[Work instruction] For this exercise, restate the records word for word.

(Stored items)
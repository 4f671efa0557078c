use std::collections::{HashMap, HashSet};
use std::sync::{Arc, Mutex};

use crate::domain::{AppError, Endpoint};
use crate::ports::NameServiceLookup;

/// Answers name service queries from a `(endpoint, query) -> result` table.
#[derive(Clone, Default)]
pub struct FakeNameService {
    answers: Arc<Mutex<HashMap<(String, String), String>>>,
    unreachable: Arc<Mutex<HashSet<String>>>,
    pub lookups: Arc<Mutex<Vec<(String, String)>>>,
}

impl FakeNameService {
    pub fn new() -> Self {
        Self::default()
    }

    pub fn with_answer(self, endpoint: &str, query: &str, result: &str) -> Self {
        self.answers
            .lock()
            .unwrap()
            .insert((endpoint.to_string(), query.to_string()), result.to_string());
        self
    }

    pub fn unreachable(self, endpoint: &str) -> Self {
        self.unreachable.lock().unwrap().insert(endpoint.to_string());
        self
    }
}

impl NameServiceLookup for FakeNameService {
    fn lookup(&self, endpoint: &Endpoint, query: &str) -> Result<String, AppError> {
        let key = (endpoint.to_string(), query.to_string());
        self.lookups.lock().unwrap().push(key.clone());
        if self.unreachable.lock().unwrap().contains(&key.0) {
            return Err(AppError::Discovery {
                endpoint: key.0,
                details: "connection refused".to_string(),
            });
        }
        Ok(self.answers.lock().unwrap().get(&key).cloned().unwrap_or_default())
    }
}
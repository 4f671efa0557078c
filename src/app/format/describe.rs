//! Label/value "describe" blocks built from JSON documents.

use std::collections::BTreeMap;

use serde_json::{Map, Value};

use crate::domain::AppError;

/// Keys that carry navigation links rather than data.
const IGNORED_KEYS: &[&str] = &["links"];

/// Rewrite a camel-case identifier as a Title Case label.
///
/// Runs of two or more capitals are kept together as acronyms, so
/// `multicastTTL` becomes `Multicast TTL` and `UUID` is unchanged.
/// The rewrite is idempotent.
pub fn create_camel_case_label(name: &str) -> String {
    let chars: Vec<char> = name.chars().collect();
    let mut label = String::with_capacity(name.len() + 4);
    for (i, &c) in chars.iter().enumerate() {
        if i == 0 {
            label.extend(c.to_uppercase());
            continue;
        }
        if c.is_uppercase() {
            let prev = chars[i - 1];
            let next_is_lower = chars.get(i + 1).is_some_and(|n| n.is_lowercase());
            if prev.is_lowercase() || prev.is_ascii_digit() || (prev.is_uppercase() && next_is_lower)
            {
                label.push(' ');
            }
        }
        label.push(c);
    }
    label
}

/// Render `json` as aligned `Label : value` lines.
///
/// Nested objects are flattened with dotted keys. Keys listed in `primary`
/// are emitted first in that order; the rest follow in key order.
pub fn format_json_for_describe(json: &[u8], primary: &[&str]) -> Result<String, AppError> {
    let value: Value = serde_json::from_slice(json)?;
    let Value::Object(object) = value else {
        return Err(AppError::parse("describe document", "expected a JSON object"));
    };
    let mut flat = BTreeMap::new();
    flatten(&object, "", &mut flat);
    Ok(render_pairs(order_pairs(flat, primary)))
}

/// Render each fragment as its own titled describe block.
pub fn format_fragments(fragments: &BTreeMap<String, Vec<u8>>) -> Result<String, AppError> {
    let mut out = String::new();
    for (name, body) in fragments {
        let title = create_camel_case_label(name);
        out.push('\n');
        out.push_str(&title);
        out.push('\n');
        out.push_str(&"-".repeat(title.chars().count()));
        out.push('\n');
        out.push_str(&format_json_for_describe(body, &[])?);
    }
    Ok(out)
}

/// Align pre-labelled pairs on the colon.
pub fn render_pairs(pairs: Vec<(String, String)>) -> String {
    let width = pairs.iter().map(|(label, _)| label.chars().count()).max().unwrap_or(0);
    pairs.into_iter().map(|(label, value)| format!("{label:<width$} : {value}\n")).collect()
}

fn order_pairs(mut flat: BTreeMap<String, String>, primary: &[&str]) -> Vec<(String, String)> {
    let mut pairs = Vec::with_capacity(flat.len());
    for key in primary {
        if let Some(value) = flat.remove(*key) {
            pairs.push((label_for_key(key), value));
        }
    }
    pairs.extend(flat.into_iter().map(|(key, value)| (label_for_key(&key), value)));
    pairs
}

fn label_for_key(key: &str) -> String {
    key.split('.').map(create_camel_case_label).collect::<Vec<_>>().join(" ")
}

fn flatten(object: &Map<String, Value>, prefix: &str, out: &mut BTreeMap<String, String>) {
    for (key, value) in object {
        if IGNORED_KEYS.contains(&key.as_str()) {
            continue;
        }
        let path = if prefix.is_empty() { key.clone() } else { format!("{prefix}.{key}") };
        match value {
            Value::Object(inner) => flatten(inner, &path, out),
            other => {
                out.insert(path, scalar_text(other));
            }
        }
    }
}

fn scalar_text(value: &Value) -> String {
    match value {
        Value::Null => String::new(),
        Value::String(s) => s.clone(),
        Value::Array(items) => {
            items.iter().map(scalar_text).collect::<Vec<_>>().join(", ")
        }
        Value::Object(_) => value.to_string(),
        other => other.to_string(),
    }
}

[Expected answer]
repository 4f671efa0557078c
use std::collections::{HashMap, HashSet};
use std::sync::{Arc, Mutex};

use crate::domain::{AppError, Endpoint};
use crate::ports::NameServiceLookup;

/// Answers name service queries from a `(endpoint, query) -> result` table.
#[derive(Clone, Default)]
pub struct FakeNameService {
    answers: Arc<Mutex<HashMap<(String, String), String>>>,
    unreachable: Arc<Mutex<HashSet<String>>>,
    pub lookups: Arc<Mutex<Vec<(String, String)>>>,
}

impl FakeNameService {
    pub fn new() -> Self {
        Self::default()
    }

    pub fn with_answer(self, endpoint: &str, query: &str, result: &str) -> Self {
        self.answers
            .lock()
            .unwrap()
            .insert((endpoint.to_string(), query.to_string()), result.to_string());
        self
    }

    pub fn unreachable(self, endpoint: &str) -> Self {
        self.unreachable.lock().unwrap().insert(endpoint.to_string());
        self
    }
}

impl NameServiceLookup for FakeNameService {
    fn lookup(&self, endpoint: &Endpoint, query: &str) -> Result<String, AppError> {
        let key = (endpoint.to_string(), query.to_string());
        self.lookups.lock().unwrap().push(key.clone());
        if self.unreachable.lock().unwrap().contains(&key.0) {
            return Err(AppError::Discovery {
                endpoint: key.0,
                details: "connection refused".to_string(),
            });
        }
        Ok(self.answers.lock().unwrap().get(&key).cloned().unwrap_or_default())
    }
}
repository 4f671efa0557078c
filename src/app/format/describe.rs
//! Label/value "describe" blocks built from JSON documents.

use std::collections::BTreeMap;

use serde_json::{Map, Value};

use crate::domain::AppError;

/// Keys that carry navigation links rather than data.
const IGNORED_KEYS: &[&str] = &["links"];

/// Rewrite a camel-case identifier as a Title Case label.
///
/// Runs of two or more capitals are kept together as acronyms, so
/// `multicastTTL` becomes `Multicast TTL` and `UUID` is unchanged.
/// The rewrite is idempotent.
pub fn create_camel_case_label(name: &str) -> String {
    let chars: Vec<char> = name.chars().collect();
    let mut label = String::with_capacity(name.len() + 4);
    for (i, &c) in chars.iter().enumerate() {
        if i == 0 {
            label.extend(c.to_uppercase());
            continue;
        }
        if c.is_uppercase() {
            let prev = chars[i - 1];
            let next_is_lower = chars.get(i + 1).is_some_and(|n| n.is_lowercase());
            if prev.is_lowercase() || prev.is_ascii_digit() || (prev.is_uppercase() && next_is_lower)
            {
                label.push(' ');
            }
        }
        label.push(c);
    }
    label
}

/// Render `json` as aligned `Label : value` lines.
///
/// Nested objects are flattened with dotted keys. Keys listed in `primary`
/// are emitted first in that order; the rest follow in key order.
pub fn format_json_for_describe(json: &[u8], primary: &[&str]) -> Result<String, AppError> {
    let value: Value = serde_json::from_slice(json)?;
    let Value::Object(object) = value else {
        return Err(AppError::parse("describe document", "expected a JSON object"));
    };
    let mut flat = BTreeMap::new();
    flatten(&object, "", &mut flat);
    Ok(render_pairs(order_pairs(flat, primary)))
}

/// Render each fragment as its own titled describe block.
pub fn format_fragments(fragments: &BTreeMap<String, Vec<u8>>) -> Result<String, AppError> {
    let mut out = String::new();
    for (name, body) in fragments {
        let title = create_camel_case_label(name);
        out.push('\n');
        out.push_str(&title);
        out.push('\n');
        out.push_str(&"-".repeat(title.chars().count()));
        out.push('\n');
        out.push_str(&format_json_for_describe(body, &[])?);
    }
    Ok(out)
}

/// Align pre-labelled pairs on the colon.
pub fn render_pairs(pairs: Vec<(String, String)>) -> String {
    let width = pairs.iter().map(|(label, _)| label.chars().count()).max().unwrap_or(0);
    pairs.into_iter().map(|(label, value)| format!("{label:<width$} : {value}\n")).collect()
}

fn order_pairs(mut flat: BTreeMap<String, String>, primary: &[&str]) -> Vec<(String, String)> {
    let mut pairs = Vec::with_capacity(flat.len());
    for key in primary {
        if let Some(value) = flat.remove(*key) {
            pairs.push((label_for_key(key), value));
        }
    }
    pairs.extend(flat.into_iter().map(|(key, value)| (label_for_key(&key), value)));
    pairs
}

fn label_for_key(key: &str) -> String {
    key.split('.').map(create_camel_case_label).collect::<Vec<_>>().join(" ")
}

fn flatten(object: &Map<String, Value>, prefix: &str, out: &mut BTreeMap<String, String>) {
    for (key, value) in object {
        if IGNORED_KEYS.contains(&key.as_str()) {
            continue;
        }
        let path = if prefix.is_empty() { key.clone() } else { format!("{prefix}.{key}") };
        match value {
            Value::Object(inner) => flatten(inner, &path, out),
            other => {
                out.insert(path, scalar_text(other));
            }
        }
    }
}

fn scalar_text(value: &Value) -> String {
    match value {
        Value::Null => String::new(),
        Value::String(s) => s.clone(),
        Value::Array(items) => {
            items.iter().map(scalar_text).collect::<Vec<_>>().join(", ")
        }
        Value::Object(_) => value.to_string(),
        other => other.to_string(),
    }
}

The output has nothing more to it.